§ **Brief**
Restate word for word the entries below, starting with the line with "pub fn build_payload(&self, form: &FormValue)" and continuing through the line with "let schema = product();". Include both of those lines and no others.

§ **Records for this exercise**

- - - -

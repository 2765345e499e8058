// SPDX-FileCopyrightText: 2025-2026 Topup Contributors
//
// SPDX-License-Identifier: Apache-2.0

use chrono::{DateTime, Utc};
use serde::{Deserialize, Serialize};
use tabled::Tabled;

use crate::money::Amount;

#[derive(Copy, Clone, Debug, Deserialize, Eq, PartialEq, Serialize)]
#[serde(rename_all = "lowercase")]
pub(crate) enum Role {
    User,
    Admin,
}

impl std::fmt::Display for Role {
    fn fmt(&self, f: &mut std::fmt::Formatter<'_>) -> std::fmt::Result {
        f.write_str(match *self {
            Self::User => "user",
            Self::Admin => "admin",
        })
    }
}

/// The profile payload returned by `auth/me` and embedded in the login and
/// registration responses.
#[derive(Clone, Debug, Deserialize, Serialize)]
pub(crate) struct User {
    pub(crate) id: String,
    #[serde(rename = "fullname")]
    pub(crate) full_name: String,
    pub(crate) email: String,
    pub(crate) role: Role,
}

#[derive(Clone, Debug, Deserialize)]
pub(crate) struct AuthPayload {
    pub(crate) token: String,
    pub(crate) user: User,
}

#[derive(Clone, Debug, Deserialize)]
pub(crate) struct Balance {
    pub(crate) balance: Amount,
}

/// Result of asking the service to finalize a card payment by reference.
#[derive(Clone, Debug, Deserialize)]
pub(crate) struct VerifyReceipt {
    pub(crate) status: VerifyStatus,
    #[serde(default)]
    pub(crate) message: Option<String>,
}

#[derive(Copy, Clone, Debug, Deserialize, Eq, PartialEq)]
#[serde(rename_all = "lowercase")]
pub(crate) enum VerifyStatus {
    Success,
    Failed,
    Abandoned,
    #[serde(other)]
    Unknown,
}

/// Result of a wallet purchase. Some service endpoints capitalize the status
/// key; accept both spellings.
#[derive(Clone, Debug, Deserialize)]
pub(crate) struct PurchaseReceipt {
    #[serde(alias = "Status")]
    pub(crate) status: String,
    #[serde(default)]
    pub(crate) message: Option<String>,
}

/// Customer identity returned by the meter and smartcard lookups. The
/// `invalid` flag is authoritative: a purchase must not be submitted when it
/// is set, whatever else the payload contains.
#[derive(Clone, Debug, Deserialize)]
pub(crate) struct Customer {
    #[serde(default)]
    pub(crate) invalid: bool,
    #[serde(default, alias = "Customer_Name")]
    pub(crate) name: Option<String>,
}

#[derive(Clone, Debug, Deserialize, Tabled)]
pub(crate) struct Transaction {
    #[serde(rename = "_id")]
    #[tabled(rename = "ID")]
    pub(crate) id: String,
    #[serde(rename = "type")]
    #[tabled(rename = "Type")]
    pub(crate) kind: String,
    #[tabled(rename = "Amount")]
    pub(crate) amount: Amount,
    #[tabled(rename = "Status")]
    pub(crate) status: String,
    #[serde(default)]
    #[tabled(rename = "Reference", display_with = "Self::format_reference")]
    pub(crate) reference: Option<String>,
    #[serde(rename = "createdAt")]
    #[tabled(rename = "Date", display_with = "Self::format_created_at")]
    pub(crate) created_at: DateTime<Utc>,
}

impl Transaction {
    fn format_reference(reference: &Option<String>) -> String {
        reference.clone().unwrap_or_default()
    }

    fn format_created_at(created_at: &DateTime<Utc>) -> String {
        created_at.format("%Y-%m-%d %H:%M").to_string()
    }
}

#[derive(Clone, Debug, Deserialize)]
pub(crate) struct HistoryPage {
    pub(crate) transactions: Vec<Transaction>,
    #[serde(default)]
    pub(crate) total: u64,
    #[serde(default)]
    pub(crate) page: u32,
}

#[cfg(test)]
mod tests {
    use crate::error::Result;

    use super::*;

    #[test]
    fn purchase_receipt_accepts_either_status_key() -> Result<()> {
        let lower: PurchaseReceipt = serde_json::from_str(r#"{"status": "successful"}"#)?;
        let upper: PurchaseReceipt =
            serde_json::from_str(r#"{"Status": "successful", "message": "Airtime delivered"}"#)?;

        assert_eq!(lower.status, "successful");
        assert_eq!(upper.status, "successful");
        assert_eq!(upper.message.as_deref(), Some("Airtime delivered"));
        Ok(())
    }

    #[test]
    fn verify_status_tolerates_unknown_values() -> Result<()> {
        let receipt: VerifyReceipt = serde_json::from_str(r#"{"status": "reversed"}"#)?;
        assert_eq!(receipt.status, VerifyStatus::Unknown);
        Ok(())
    }

    #[test]
    fn user_round_trips_the_wire_field_names() -> Result<()> {
        let user: User = serde_json::from_str(
            r#"{"id": "64aa01", "fullname": "Ada Obi", "email": "ada@example.com", "role": "admin"}"#,
        )?;
        assert_eq!(user.full_name, "Ada Obi");
        assert_eq!(user.role, Role::Admin);

        let encoded = serde_json::to_string(&user)?;
        assert!(encoded.contains(r#""fullname":"Ada Obi""#));
        Ok(())
    }
}
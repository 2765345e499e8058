// SPDX-FileCopyrightText: 2025-2026 Topup Contributors
//
// SPDX-License-Identifier: Apache-2.0

use std::collections::HashMap;

use async_trait::async_trait;
use secrecy::{ExposeSecret, SecretVec};
use serde::{Deserialize, Serialize};

use crate::{
    error::{self, Result},
    metadata,
};

use super::{IsPersistent, Storage};

pub(crate) struct SecretService {
    keyring: oo7::Keyring,
    attributes: HashMap<String, String>,
}

impl SecretService {
    async fn item(&self) -> Result<Option<oo7::Item>> {
        Ok(self
            .keyring
            .search_items(
                self.attributes
                    .iter()
                    .map(|(key, value)| (key.as_str(), value.as_str()))
                    .collect(),
            )
            .await
            .map_err(error::Storage::from)?
            .into_iter()
            .next())
    }

    pub(crate) async fn new(url: &url::Url) -> Result<Self> {
        Ok(Self {
            keyring: oo7::Keyring::new().await.map_err(error::Storage::from)?,
            attributes: HashMap::from([
                ("topup.kind".to_owned(), "session".to_owned()),
                ("topup.service".to_owned(), url.as_str().to_owned()),
            ]),
        })
    }
}

impl IsPersistent for SecretService {
    fn is_persistent(&self) -> bool {
        true
    }
}

#[async_trait]
impl<T: for<'de> Deserialize<'de> + Send + Serialize + Sync> Storage<T> for SecretService {
    async fn get(&mut self) -> Result<Option<T>> {
        let data = match self.item().await? {
            Some(item) => {
                let secret = item.secret().await.map_err(error::Storage::from)?;
                serde_json::from_slice(&secret)?
            }
            None => None,
        };
        Ok(data)
    }

    async fn update(&mut self, data: &T) -> Result<()> {
        self.keyring
            .create_item(
                &metadata::CLIENT_DISPLAY_NAME,
                self.attributes
                    .iter()
                    .map(|(key, value)| (key.as_str(), value.as_str()))
                    .collect(),
                SecretVec::new(serde_json::to_vec(data)?).expose_secret(),
                true,
            )
            .await
            .map_err(error::Storage::from)?;
        Ok(())
    }

    async fn clear(&mut self) -> Result<()> {
        if let Some(item) = self.item().await? {
            item.delete().await.map_err(error::Storage::from)?;
        }
        Ok(())
    }
}
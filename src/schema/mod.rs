//! Declarative form schemas
//!
//! A schema is an ordered list of field declarations. Each declaration names
//! the field's kind, which fixes its default value, and its rule chain.
//! Schemas are built once per process and never mutated afterwards.

mod catalog;
mod rule;
mod validator;

#[cfg(test)]
pub use catalog::{account_login, email_login, FIELD_EMAIL, FIELD_USERNAME};
pub use catalog::{
    product, LoginVariant, CATEGORIES, FIELD_CATEGORY, FIELD_DESCRIPTION, FIELD_IMAGES,
    FIELD_PASSWORD, FIELD_PRICE, FIELD_PRODUCT_NAME, FIELD_REMEMBER, FIELD_SKU,
    FIELD_STOCK_QUANTITY, FIELD_TAGS, TAGS,
};
pub use rule::Rule;
pub use validator::{validate_form, FieldError, FieldErrors};

use crate::state::{BoundedList, FormValue, ToggleSet, Value};
use crate::submit::{Payload, PayloadError};

/// Coerces a fully validated form into the payload the save collaborator expects
pub type PayloadBuilder = fn(&FormValue) -> Result<Payload, PayloadError>;

/// Declared kind of a field: decides its default value and accepted values
#[derive(Debug, Clone, Copy, PartialEq)]
pub enum FieldKind {
    Text { multiline: bool },
    /// Text that is masked when rendered
    Secret,
    /// Raw text input coerced to an optional number on change
    Numeric,
    /// Single selection out of fixed options
    Choice(&'static [&'static str]),
    /// Set-like selection out of fixed options
    Tags(&'static [&'static str]),
    /// Ordered list of image references bounded by `max`
    Images { max: usize },
    Flag,
}

impl FieldKind {
    /// Value a field of this kind holds when the form is created
    pub fn default_value(&self) -> Value {
        match self {
            FieldKind::Text { .. } | FieldKind::Secret | FieldKind::Choice(_) => {
                Value::Text(String::new())
            }
            FieldKind::Numeric => Value::Number(None),
            FieldKind::Tags(_) => Value::Tags(ToggleSet::new()),
            FieldKind::Images { max } => Value::Images(BoundedList::new(*max)),
            FieldKind::Flag => Value::Bool(false),
        }
    }

    /// Whether a value has the shape this kind stores
    pub fn accepts(&self, value: &Value) -> bool {
        match (self, value) {
            (FieldKind::Text { .. } | FieldKind::Secret, Value::Text(_)) => true,
            (FieldKind::Choice(options), Value::Text(s)) => {
                s.is_empty() || options.iter().any(|o| o == s)
            }
            (FieldKind::Numeric, Value::Number(_)) => true,
            (FieldKind::Tags(options), Value::Tags(set)) => {
                set.iter().all(|tag| options.iter().any(|o| o == tag))
            }
            (FieldKind::Images { max }, Value::Images(list)) => list.len() <= *max,
            (FieldKind::Flag, Value::Bool(_)) => true,
            _ => false,
        }
    }
}

/// Declaration of a single field
#[derive(Debug, Clone)]
pub struct FieldSpec {
    pub name: &'static str,
    pub label: &'static str,
    pub kind: FieldKind,
    pub rules: Vec<Rule>,
}

impl FieldSpec {
    pub fn new(name: &'static str, label: &'static str, kind: FieldKind) -> Self {
        Self {
            name,
            label,
            kind,
            rules: Vec::new(),
        }
    }

    /// Append a rule to the end of the chain
    pub fn rule(mut self, rule: Rule) -> Self {
        self.rules.push(rule);
        self
    }
}

/// Immutable mapping from field name to declaration and rule chain
#[derive(Debug)]
pub struct Schema {
    pub id: &'static str,
    fields: Vec<FieldSpec>,
    build_payload: PayloadBuilder,
}

impl Schema {
    pub fn new(id: &'static str, fields: Vec<FieldSpec>, build_payload: PayloadBuilder) -> Self {
        debug_assert!(
            {
                let mut names: Vec<_> = fields.iter().map(|f| f.name).collect();
                names.sort_unstable();
                names.windows(2).all(|w| w[0] != w[1])
            },
            "duplicate field name in schema {id}"
        );
        Self {
            id,
            fields,
            build_payload,
        }
    }

    /// Fields in declaration order
    pub fn fields(&self) -> &[FieldSpec] {
        &self.fields
    }

    pub fn field(&self, name: &str) -> Option<&FieldSpec> {
        self.fields.iter().find(|f| f.name == name)
    }

    /// A form with every declared field set to its default
    pub fn default_form(&self) -> FormValue {
        let mut form = FormValue::default();
        for field in &self.fields {
            form.insert(field.name, field.kind.default_value());
        }
        form
    }

    /// Coerce a validated form into its external payload
    pub fn build_payload(&self, form: &FormValue) -> Result<Payload, PayloadError> {
        (self.build_payload)(form)
    }
}

#[cfg(test)]
mod tests {
    use super::*;

    #[test]
    fn test_default_form_covers_every_field() {
        let schema = product();
        let form = schema.default_form();
        for field in schema.fields() {
            assert_eq!(form.get(field.name), Some(&field.kind.default_value()));
        }
        assert!(form.get("unknown").is_none());
    }

    #[test]
    fn test_flag_defaults_to_false() {
        assert_eq!(FieldKind::Flag.default_value(), Value::Bool(false));
        assert!(FieldKind::Flag.accepts(&Value::Bool(true)));
        assert!(!FieldKind::Flag.accepts(&Value::Text(String::new())));
    }

    #[test]
    fn test_numeric_defaults_to_absent() {
        assert_eq!(FieldKind::Numeric.default_value(), Value::Number(None));
    }

    #[test]
    fn test_choice_accepts_only_options() {
        let kind = FieldKind::Choice(CATEGORIES);
        assert!(kind.accepts(&Value::Text(CATEGORIES[0].to_string())));
        assert!(kind.accepts(&Value::Text(String::new())));
        assert!(!kind.accepts(&Value::Text("Giày".to_string())));
        assert!(!kind.accepts(&Value::Number(None)));
    }

    #[test]
    fn test_images_kind_carries_capacity() {
        match (FieldKind::Images { max: 5 }).default_value() {
            Value::Images(list) => assert_eq!(list.capacity(), 5),
            other => panic!("unexpected default {other:?}"),
        }
    }

    #[test]
    fn test_field_lookup() {
        let schema = email_login();
        assert_eq!(schema.field(FIELD_EMAIL).map(|f| f.label), Some("Email"));
        assert!(schema.field("nope").is_none());
    }
}
//! Platform-specific configuration

use crossterm::event::KeyModifiers;

/// Platform-appropriate modifier for the submit shortcut
/// - macOS: SUPER (Cmd key)
/// - Linux/Windows: CONTROL (Ctrl key)
///
/// Ctrl+S is accepted on every platform.
#[cfg(target_os = "macos")]
pub const SUBMIT_MODIFIER: KeyModifiers = KeyModifiers::SUPER;

#[cfg(not(target_os = "macos"))]
pub const SUBMIT_MODIFIER: KeyModifiers = KeyModifiers::CONTROL;

/// Submit shortcut display for form help text
#[cfg(target_os = "macos")]
pub const SUBMIT_SHORTCUT: &str = "Cmd+S";

#[cfg(not(target_os = "macos"))]
pub const SUBMIT_SHORTCUT: &str = "Ctrl+S";
//! UI module for rendering the TUI

mod components;
mod forms;
mod layout;

use crate::app::App;
use crate::state::FormState;
use ratatui::Frame;

/// Main draw function
pub fn draw(frame: &mut Frame, app: &App) {
    let (header_area, main_area, status_area) = layout::create_layout(frame.area());

    layout::draw_header(frame, header_area, app);

    match &app.state.form {
        FormState::Login(form) => forms::draw_login(frame, main_area, form, app.is_busy()),
        FormState::Product(form) => forms::draw_product(frame, main_area, form, app.is_busy()),
    }

    layout::draw_status_bar(frame, status_area, app);

    // Notices are modal and drawn last
    if let Some(notice) = app.state.current_notice() {
        components::render_notice_dialog(frame, notice);
    }
}

#[cfg(test)]
mod tests {
    use super::*;
    use crate::config::AppConfig;
    use crate::state::{Notice, View};
    use crate::submit::MockSaveCollaborator;
    use ratatui::{backend::TestBackend, Terminal};
    use std::sync::Arc;

    fn render(app: &App) -> String {
        let mut terminal = Terminal::new(TestBackend::new(100, 30)).unwrap();
        terminal.draw(|frame| draw(frame, app)).unwrap();
        let buffer = terminal.backend().buffer();
        buffer
            .content()
            .chunks(buffer.area.width as usize)
            .map(|row| row.iter().map(|cell| cell.symbol()).collect::<String>())
            .collect::<Vec<_>>()
            .join("\n")
    }

    fn app(view: View) -> App {
        let config = AppConfig {
            start_screen: Some(view),
            ..Default::default()
        };
        App::with_backend(&config, Arc::new(MockSaveCollaborator::new()))
    }

    #[test]
    fn test_pristine_form_shows_no_errors() {
        let screen = render(&app(View::Product));
        assert!(screen.contains("Product information"));
        assert!(!screen.contains("Product name is required"));
    }

    #[test]
    fn test_submit_attempt_reveals_errors() {
        let mut app = app(View::Product);
        app.state.form.session_mut().mark_submit_attempted();
        let screen = render(&app);
        assert!(screen.contains("Product name is required"));
        assert!(screen.contains("Select at least 1 tag"));
    }

    #[test]
    fn test_login_masks_password() {
        let mut app = app(View::Login);
        app.state.form.next_field();
        for c in "hunter22".chars() {
            app.state.form.input_char(c).unwrap();
        }
        let screen = render(&app);
        assert!(!screen.contains("hunter22"));
        assert!(screen.contains("••••••••"));
    }

    #[test]
    fn test_login_draws_remember_checkbox() {
        let mut app = app(View::Login);
        assert!(render(&app).contains("[ ] Keep me signed in"));
        if let FormState::Login(form) = &mut app.state.form {
            form.toggle_remember().unwrap();
        }
        assert!(render(&app).contains("[x] Keep me signed in"));
    }

    #[test]
    fn test_notice_is_drawn() {
        let mut app = app(View::Product);
        app.state.push_notice(Notice::info("Success", "Saved product: Tee"));
        let screen = render(&app);
        assert!(screen.contains("Saved product: Tee"));
    }
}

- - - -

§ **Exercise response**
    pub fn build_payload(&self, form: &FormValue) -> Result<Payload, PayloadError> {
        (self.build_payload)(form)
    }
}

#[cfg(test)]
mod tests {
    use super::*;

    #[test]
    fn test_default_form_covers_every_field() {
        let schema = product();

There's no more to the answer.